Un mois plus tard, le garçon revient à la charge et, encore, son père l’amène dans son bureau. Le père ne tarde pas à prendre la parole :
- Mon fils, je suis très fier de toi. Ça va beaucoup mieux à l’école; tu t’es concentré sur la bible plus que je ne l’aurais cru, mais tu ne t’es pas fait couper les cheveux.
Le jeune réplique :
- Tu sais, papa, j’ai réfléchi à cela… Samson avait les cheveux longs… Moïse avait les cheveux longs… Noé avait les cheveux longs… et Jésus avait les cheveux longs.
Et du tac au tac, le père réplique :
- Et ils se déplaçaient à pied !
C'est l'histoire vraie d'une institutrice de dernière année de maternelle, au milieu de janvier, le mois le plus dur pour tout le monde ... Un des gamins lui demande de l'aide pour mettre ses bottes pour aller récréation et, en effet, elles sont vraiment difficiles à enfiler.
Après avoir poussé, tiré, re-poussé et tiré dans tous les sens, les bottes sont enfin chaussées et le gamin dit :
- Elles sont à l'envers, maîtresse.
La maîtresse attrape un coup de chaud quand elle s'aperçoit qu'en effet il y a eu inversion des pieds... Bref, nouvelle galère pour les enlever et rebelote pour les remettre mais elle réussit à garder son calme jusqu'à ce que les bottes soient rechaussées, aux bons pieds
Et là, le gamin lui dit avec toute la candeur qui caractérise les enfants :
- C'est pas mes bottes.
A ce moment, elle fait un gros effort pour ne pas lui mettre une baffe, fait un tour sur elle-même en se mordant les lèvres, se calme et lui demande pourquoi il ne l'a pas dit avant... Comme le gamin voit bien qu'il a contrarié sa maîtresse, il ne répond pas.
Elle dit alors :
- Bon, allez, on les enlève.
Et elle se met à nouveau au boulot. Le deuxième pied est presque sorti quand le gamin poursuit :
- C'est pas mes bottes, c'est celles de mon frère, mais maman a dit que je dois les mettre.

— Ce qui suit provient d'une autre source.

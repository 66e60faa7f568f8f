//! Conditional probability tables.
//!
//! Rows are indexed by parent-state combination in mixed radix, first parent
//! most significant; each row is a distribution over the node's states.

use std::collections::BTreeMap;

use serde::{Deserialize, Serialize};

use crate::config::InferenceConfig;

use super::BayesianNetworkStructure;

#[derive(Debug, Clone, PartialEq, Eq, thiserror::Error)]
pub enum CptError {
    #[error("{node_id} has {combinations} parent-state combinations (limit {limit})")]
    TooManyParentStates {
        node_id: String,
        combinations: usize,
        limit: usize,
    },
}

#[derive(Debug, Clone, PartialEq, Serialize, Deserialize)]
pub struct Cpt {
    pub node_id: String,
    pub states: Vec<String>,
    pub parents: Vec<String>,
    pub parent_cards: Vec<usize>,
    pub rows: Vec<Vec<f64>>,
}

impl Cpt {
    pub fn is_root(&self) -> bool {
        self.parents.is_empty()
    }

    /// Row index for a parent assignment (aligned with `parents`).
    pub fn row_index(&self, parent_states: &[usize]) -> usize {
        parent_states
            .iter()
            .zip(&self.parent_cards)
            .fold(0, |acc, (state, card)| acc * card + state)
    }

    pub fn row(&self, parent_states: &[usize]) -> &[f64] {
        &self.rows[self.row_index(parent_states)]
    }
}

/// Decode a mixed-radix row index back into parent states.
fn decode(mut index: usize, cards: &[usize]) -> Vec<usize> {
    let mut states = vec![0; cards.len()];
    for (slot, card) in states.iter_mut().zip(cards).rev() {
        *slot = index % card;
        index /= card;
    }
    states
}

/// Build a CPT for every node.
///
/// With `use_data = false`, roots get a uniform prior and children a kernel
/// that shifts mass toward adverse states as parents become adverse. With
/// `use_data = true`, both come from Laplace-smoothed state counts over the
/// structure's records.
pub fn create_cpts(
    structure: &BayesianNetworkStructure,
    use_data: bool,
    config: &InferenceConfig,
) -> Result<BTreeMap<String, Cpt>, CptError> {
    let mut out = BTreeMap::new();
    for node in &structure.nodes {
        let parents: Vec<&super::Node> = structure
            .parents(&node.node_id)
            .into_iter()
            .filter_map(|p| structure.node(p))
            .collect();
        let parent_cards: Vec<usize> = parents.iter().map(|p| p.states().len()).collect();
        let combinations = parent_cards
            .iter()
            .try_fold(1usize, |acc, c| acc.checked_mul(*c))
            .filter(|c| *c <= config.max_parent_combinations)
            .ok_or_else(|| CptError::TooManyParentStates {
                node_id: node.node_id.clone(),
                combinations: parent_cards
                    .iter()
                    .fold(1usize, |acc, c| acc.saturating_mul(*c)),
                limit: config.max_parent_combinations,
            })?;
        let k = node.states().len();

        let rows: Vec<Vec<f64>> = if use_data {
            let mut counts = vec![vec![1.0; k]; combinations];
            for record in &structure.records {
                let parent_states: Vec<usize> =
                    parents.iter().map(|p| p.observed_state(record)).collect();
                let row = parent_states
                    .iter()
                    .zip(&parent_cards)
                    .fold(0, |acc, (state, card)| acc * card + state);
                counts[row][node.observed_state(record)] += 1.0;
            }
            counts.into_iter().map(normalize).collect()
        } else if parents.is_empty() {
            vec![vec![1.0 / k as f64; k]]
        } else {
            (0..combinations)
                .map(|row| {
                    let states = decode(row, &parent_cards);
                    let adversity = states
                        .iter()
                        .zip(&parent_cards)
                        .map(|(s, c)| *s as f64 / (*c - 1).max(1) as f64)
                        .sum::<f64>()
                        / states.len() as f64;
                    kernel_row(adversity, k, config)
                })
                .collect()
        };

        out.insert(
            node.node_id.clone(),
            Cpt {
                node_id: node.node_id.clone(),
                states: node.states().iter().map(|s| s.to_string()).collect(),
                parents: parents.iter().map(|p| p.node_id.clone()).collect(),
                parent_cards,
                rows,
            },
        );
    }
    Ok(out)
}

/// Gaussian bump centred at `adversity * (k - 1)`, mixed with a uniform floor.
fn kernel_row(adversity: f64, k: usize, config: &InferenceConfig) -> Vec<f64> {
    let centre = adversity * (k - 1) as f64;
    let spread = config.cpt_spread;
    let bump = normalize(
        (0..k)
            .map(|j| {
                let d = j as f64 - centre;
                (-(d * d) / (2.0 * spread * spread)).exp()
            })
            .collect(),
    );
    let floor = config.cpt_floor;
    bump.into_iter()
        .map(|p| (1.0 - floor) * p + floor / k as f64)
        .collect()
}

fn normalize(mut row: Vec<f64>) -> Vec<f64> {
    let total: f64 = row.iter().sum();
    if total > 0.0 && total.is_finite() {
        for p in &mut row {
            *p /= total;
        }
    } else {
        let k = row.len().max(1) as f64;
        row.iter_mut().for_each(|p| *p = 1.0 / k);
    }
    row
}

Là, elle a envie de pleurer mais, une nouvelle fois, elle se calme et entreprend de lui re- re- mettre ses bottes. L'opération est enfin réussie et la maîtresse se sent fière d'avoir réussi. Pour aller jusqu'au bout, elle le met debout, lui fait enfiler son manteau, lui met son cache-nez et lui demande :
- Où sont tes gants?
Et le gamin de répondre le plus simplement du monde :
- Pour pas les perdre, je les ai mis dans mes bottes.
Une petite fille va chez la boulangère et lui demande :
- Vous avez de la tarte aux concombres ?
- Non, ma petite.
Le lendemain, elle retourne chez la boulangère et lui redemande :
- Vous avez de la tarte aux concombres ?
Et pendant toute la semaine elle revient tous les jours demander la même chose. Alors, un soir, la boulangère fait une tarte aux concombres pour la petite fille. Le lendemain, elle revient comme d'habitude et lui demande s’il y a de la tarte aux concombres.
- Oui, ma belle. Aujourd'hui il y en a.
- C’est pas bon, hein ?
L'instituteur interroge Martin :
- Martin, dis-moi un peu qui d'entre vous est venu hier voler des pommes dans mon pommier?
Martin lui répond :
- Je ne vous entends pas bien monsieur, vu que je suis sur le dernier banc de la rangée.
L'instituteur ne se laisse pas embobiner et lui rétorque :
- C'est ce qu'on va voir ! Viens ici t'asseoir à ma place. J'irai m'asseoir à la tienne et à ton tour, tu me poseras une question.
Ils échangent leur place et Martin fait ce que l'instituteur lui a demandé.
- Maître, qui est venu dormir avec maman alors que papa était de service de nuit?
L'instituteur :
- Tu as raison Martin, on ne comprend rien ici dans le fond!